El peluquero de varias figuras del espectáculo, Roberto Giordano, falleció en noviembre de 2024, dejando un patrimonio que ya genera tensiones familiares. A pesar de haber atravesado una quiebra judicial, se estima que su herencia asciende a unos 10 millones de dólares, además de entre 15 y 20 propiedades, incluyendo una mansión en las cercanías de Punta del Este.
Los rumores apuntan a que Giordano podría haber ocultado parte de su patrimonio para evitar que fuera incluido en procesos judiciales por deuda o en el reparto sucesorio. Las disputas se habrían concentrado entre sus tres hijos, su esposa y su hermana, quienes deberán definir cómo se distribuirán los bienes que formaban parte del denominado “Imperio Giordano”.

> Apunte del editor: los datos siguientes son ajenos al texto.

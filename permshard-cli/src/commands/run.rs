//! Run command - generate every permutation and merge the partitions.

use std::path::PathBuf;

use clap::ValueEnum;
use permshard::config::{PipelineConfig, MAX_WORKERS_LIMIT};
use permshard::partition::NamingScheme;
use permshard::pipeline::Pipeline;
use permshard::sequence::{InputSequence, REFERENCE_INPUT_LEN};

use crate::error::CliError;
use crate::runner::CliRunner;

/// Per-task file naming on the command line.
#[derive(Debug, Clone, Copy, PartialEq, Eq, ValueEnum)]
pub enum NamingArg {
    /// perm_<element>.txt
    Element,
    /// perm_<position>.txt
    Index,
}

impl From<NamingArg> for NamingScheme {
    fn from(arg: NamingArg) -> Self {
        match arg {
            NamingArg::Element => NamingScheme::Element,
            NamingArg::Index => NamingScheme::Index,
        }
    }
}

/// Arguments for the run command.
pub struct RunArgs {
    pub elements: Vec<String>,
    pub output_dir: Option<PathBuf>,
    pub combined: Option<PathBuf>,
    pub workers: Option<usize>,
    pub naming: Option<NamingArg>,
    pub config: Option<PathBuf>,
    pub debug: bool,
}

/// Run the pipeline command.
pub fn run(args: RunArgs) -> Result<(), CliError> {
    let runner = CliRunner::new(args.config.as_deref(), args.debug)?;
    runner.log_startup("run");

    let config = resolve_config(&args, &PipelineConfig::from_config_file(runner.config()))?;
    let elements = resolve_elements(args.elements);
    let input = InputSequence::new(elements)?;

    println!("Generating permutations of {} elements", input.len());
    println!("  Output directory: {}", config.output_dir().display());
    println!("  Combined output:  {}", config.combined_file().display());
    println!("  Naming:           {}", config.naming());
    println!();

    let report = Pipeline::new(config).run(&input)?;

    for output in &report.task_outputs {
        println!(
            "  {} ({} records)",
            output.location().display(),
            output.records()
        );
    }
    println!();
    println!(
        "Combined {} records into {}",
        report.total_records(),
        report.combined_path().display()
    );
    println!("{}", report.summary());

    Ok(())
}

/// Overlay command-line flags on the config-file settings.
fn resolve_config(args: &RunArgs, base: &PipelineConfig) -> Result<PipelineConfig, CliError> {
    let mut config = base.clone();

    if let Some(dir) = &args.output_dir {
        config = config.with_output_dir(dir);
    }
    if let Some(file) = &args.combined {
        config = config.with_combined_file(file);
    }
    if let Some(naming) = args.naming {
        config = config.with_naming(naming.into());
    }
    if let Some(workers) = args.workers {
        if workers > MAX_WORKERS_LIMIT {
            return Err(CliError::InvalidArgs(format!(
                "--workers must be at most {}",
                MAX_WORKERS_LIMIT
            )));
        }
        config = config.with_max_workers(workers);
    }

    Ok(config)
}

/// Elements from the command line, or the reference input `1..=10`.
fn resolve_elements(elements: Vec<String>) -> Vec<String> {
    if elements.is_empty() {
        (1..=REFERENCE_INPUT_LEN).map(|i| i.to_string()).collect()
    } else {
        elements
    }
}

#[cfg(test)]
mod tests {
    use super::*;

    fn args() -> RunArgs {
        RunArgs {
            elements: Vec::new(),
            output_dir: None,
            combined: None,
            workers: None,
            naming: None,
            config: None,
            debug: false,
        }
    }

    #[test]
    fn test_resolve_elements_defaults_to_reference() {
        let elements = resolve_elements(Vec::new());
        assert_eq!(elements.len(), 10);
        assert_eq!(elements[0], "1");
        assert_eq!(elements[9], "10");
    }

    #[test]
    fn test_resolve_elements_keeps_given() {
        let given = vec!["a".to_string(), "b".to_string()];
        assert_eq!(resolve_elements(given.clone()), given);
    }

    #[test]
    fn test_flags_override_config() {
        let mut args = args();
        args.output_dir = Some(PathBuf::from("out"));
        args.workers = Some(2);
        args.naming = Some(NamingArg::Index);

        let base = PipelineConfig::new().with_combined_file("from_config.txt");
        let config = resolve_config(&args, &base).unwrap();

        assert_eq!(config.output_dir(), PathBuf::from("out"));
        assert_eq!(config.combined_file(), PathBuf::from("from_config.txt"));
        assert_eq!(config.max_workers(), 2);
        assert_eq!(config.naming(), NamingScheme::Index);
    }

    #[test]
    fn test_too_many_workers_rejected() {
        let mut args = args();
        args.workers = Some(MAX_WORKERS_LIMIT + 1);
        let err = resolve_config(&args, &PipelineConfig::default()).unwrap_err();
        assert!(matches!(err, CliError::InvalidArgs(_)));
    }
}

En medio del proceso sucesorio, trascendió que la hija menor habría adquirido ya dos departamentos y un complejo de garajes, lo que habría generado malestar en el resto de la familia. Las próximas semanas serán clave para determinar si el reparto del legado avanza de manera legal y ordenada o si las diferencias internas derivan en un conflicto judicial más amplio.

Roberto Giordano nació en 1949 y desde temprana edad mostró interés por la peluquería. Su primer salón en Buenos Aires le permitió destacarse rápidamente y atraer a clientes reconocidos del espectáculo, entre ellos Mirtha Legrand, Valeria Mazza, Pampita y Nicole Neumann. Con el tiempo, Giordano construyó una marca personal sólida y organizó desfiles y eventos que combinaron estética y entretenimiento.
Durante su carrera, el estilista logró levantar un imperio empresarial con más de 25 sucursales en Argentina y el exterior, generando empleo para cientos de personas. Su figura mediática incluyó momentos recordados por su creatividad y humor, como improvisaciones durante desfiles o frases que se volvieron virales, consolidando un legado en el mundo de la belleza y el espectáculo.